Respiration and Metabolism
... Lipolysis ~ breakdown of fats (triglycerides) from adipose tissues. Ketone bodies can be used for energy. Picture from Dr. Wright’s Bio6 slide http://scrapetv.com/News/News%20Pages/Everyone%20Else/pages-3/Americansurged-to-stop-sending-junk-food-to-starving-people-Scrape-TV-The-World-on-your-side.ht ...

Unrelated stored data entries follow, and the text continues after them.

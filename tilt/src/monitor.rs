use crate::acquire::Acquirer;
use crate::classify::classify;
use crate::report::{self, Report, BANNER};
use log::{debug, info};
use std::thread;
use std::time::Duration;
use tilt_traits::{Accelerometer, Delay, SerialSink, TiltError};

/// How many cycles one call to `Monitor::run` performs.
#[derive(Debug, Clone, Copy, PartialEq, Eq)]
pub enum Cycles {
    /// Until a collaborator fails.
    Forever,
    Count(u64),
}

/// Sleeps the calling thread.
#[derive(Debug, Default, Clone, Copy)]
pub struct ThreadDelay;

impl Delay for ThreadDelay {
    fn delay(&mut self, duration: Duration) {
        thread::sleep(duration);
    }
}

/// Sample, classify, report, wait. One sensor, one sink, one thread.
pub struct Monitor<A: Accelerometer, S: SerialSink, D: Delay> {
    acquirer: Acquirer<A>,
    sink: S,
    delay: D,
    period: Duration,
    cycles_run: u64,
}

impl<A: Accelerometer, S: SerialSink, D: Delay> Monitor<A, S, D> {
    pub fn new(sensor: A, sink: S, delay: D, period: Duration) -> Self {
        Monitor {
            acquirer: Acquirer::new(sensor),
            sink,
            delay,
            period,
            cycles_run: 0,
        }
    }

    pub fn announce(&mut self) -> Result<(), TiltError> {
        self.sink.write_bytes(BANNER.as_bytes())
    }

    /// Runs a single cycle without waiting afterwards.
    pub fn step(&mut self) -> Result<Report, TiltError> {
        let gravity = self.acquirer.acquire()?;
        let (angle, status) = classify(gravity);
        debug!("cycle {}: {} -> {} {}", self.cycles_run, gravity, angle, status);

        let report = report::format(gravity, angle, status);
        for line in report.lines() {
            self.sink.write_bytes(line.as_bytes())?;
        }
        self.cycles_run += 1;
        Ok(report)
    }

    /// Writes the banner, then cycles at the configured period. Stops at the
    /// first collaborator failure.
    pub fn run(&mut self, cycles: Cycles) -> Result<(), TiltError> {
        info!("Monitoring started, period {:?}", self.period);
        self.announce()?;

        let mut done: u64 = 0;
        loop {
            if let Cycles::Count(n) = cycles {
                if done >= n {
                    return Ok(());
                }
            }
            self.step()?;
            done += 1;
            self.delay.delay(self.period);
        }
    }

    pub fn cycles_run(&self) -> u64 {
        self.cycles_run
    }

    pub fn into_parts(self) -> (A, S, D) {
        (self.acquirer.into_inner(), self.sink, self.delay)
    }
}

#[cfg(test)]
mod tests {
    use super::*;

    struct Level;

    impl Accelerometer for Level {
        fn read_raw_x(&mut self) -> Result<i16, TiltError> {
            Ok(0)
        }

        fn read_raw_y(&mut self) -> Result<i16, TiltError> {
            Ok(0)
        }

        fn read_raw_z(&mut self) -> Result<i16, TiltError> {
            Ok(4096)
        }
    }

    #[derive(Default)]
    struct CountingDelay {
        waits: Vec<Duration>,
    }

    impl Delay for CountingDelay {
        fn delay(&mut self, duration: Duration) {
            self.waits.push(duration);
        }
    }

    #[test]
    fn step_writes_both_lines_and_no_banner() {
        let mut monitor = Monitor::new(Level, Vec::<u8>::new(), CountingDelay::default(), Duration::from_secs(1));
        let report = monitor.step().unwrap();
        assert_eq!(report.debug, "X=0 Y=0 Z=100 | ");
        let (_, sink, delay) = monitor.into_parts();
        assert_eq!(String::from_utf8(sink).unwrap(), "X=0 Y=0 Z=100 | UPRIGHT, 0.00\r\n");
        assert!(delay.waits.is_empty());
    }

    #[test]
    fn run_counts_cycles_and_waits_after_each() {
        let mut monitor = Monitor::new(Level, Vec::<u8>::new(), CountingDelay::default(), Duration::from_millis(1000));
        monitor.run(Cycles::Count(3)).unwrap();
        assert_eq!(monitor.cycles_run(), 3);

        let (_, sink, delay) = monitor.into_parts();
        let text = String::from_utf8(sink).unwrap();
        assert!(text.starts_with(BANNER));
        assert_eq!(text.matches("UPRIGHT, 0.00\r\n").count(), 3);
        assert_eq!(delay.waits, vec![Duration::from_millis(1000); 3]);
    }

    #[test]
    fn count_is_per_run_call() {
        let mut monitor = Monitor::new(Level, Vec::<u8>::new(), CountingDelay::default(), Duration::from_secs(1));
        monitor.step().unwrap();
        monitor.run(Cycles::Count(2)).unwrap();
        assert_eq!(monitor.cycles_run(), 3);

        let (_, sink, delay) = monitor.into_parts();
        let text = String::from_utf8(sink).unwrap();
        assert_eq!(text.matches("UPRIGHT, 0.00\r\n").count(), 3);
        assert_eq!(delay.waits.len(), 2);
    }

    #[test]
    fn zero_cycles_only_announces() {
        let mut monitor = Monitor::new(Level, Vec::<u8>::new(), CountingDelay::default(), Duration::from_secs(1));
        monitor.run(Cycles::Count(0)).unwrap();
        let (_, sink, _) = monitor.into_parts();
        assert_eq!(sink, BANNER.as_bytes());
    }
}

... Lipolysis ~ breakdown of fats (triglycerides) from adipose tissues. Ketone bodies can be used for energy. Picture from Dr. Wright’s Bio6 slide http://scrapetv.com/News/News%20Pages/Everyone%20Else/pages-3/Americansurged-to-stop-sending-junk-food-to-starving-people-Scrape-TV-The-World-on-your-side.ht ...
Oxidative phosphorylation
Oxidative phosphorylation (or OXPHOS in short) is the metabolic pathway in which the mitochondria in cells use their structure, enzymes, and energy released by the oxidation of nutrients to reform ATP. Although the many forms of life on earth use a range of different nutrients, ATP is the molecule that supplies energy to metabolism. Almost all aerobic organisms carry out oxidative phosphorylation. This pathway is probably so pervasive because it is a highly efficient way of releasing energy, compared to alternative fermentation processes such as anaerobic glycolysis.During oxidative phosphorylation, electrons are transferred from electron donors to electron acceptors such as oxygen, in redox reactions. These redox reactions release energy, which is used to form ATP. In eukaryotes, these redox reactions are carried out by a series of protein complexes within the inner membrane of the cell's mitochondria, whereas, in prokaryotes, these proteins are located in the cells' intermembrane space. These linked sets of proteins are called electron transport chains. In eukaryotes, five main protein complexes are involved, whereas in prokaryotes many different enzymes are present, using a variety of electron donors and acceptors.The energy released by electrons flowing through this electron transport chain is used to transport protons across the inner mitochondrial membrane, in a process called electron transport. This generates potential energy in the form of a pH gradient and an electrical potential across this membrane. This store of energy is tapped by allowing protons to flow back across the membrane and down this gradient, through a large enzyme called ATP synthase; this process is known as chemiosmosis. This enzyme uses this energy to generate ATP from adenosine diphosphate (ADP), in a phosphorylation reaction. This reaction is driven by the proton flow, which forces the rotation of a part of the enzyme; the ATP synthase is a rotary mechanical motor.Although oxidative phosphorylation is a vital part of metabolism, it produces reactive oxygen species such as superoxide and hydrogen peroxide, which lead to propagation of free radicals, damaging cells and contributing to disease and, possibly, aging (senescence). The enzymes carrying out this metabolic pathway are also the target of many drugs and poisons that inhibit their activities.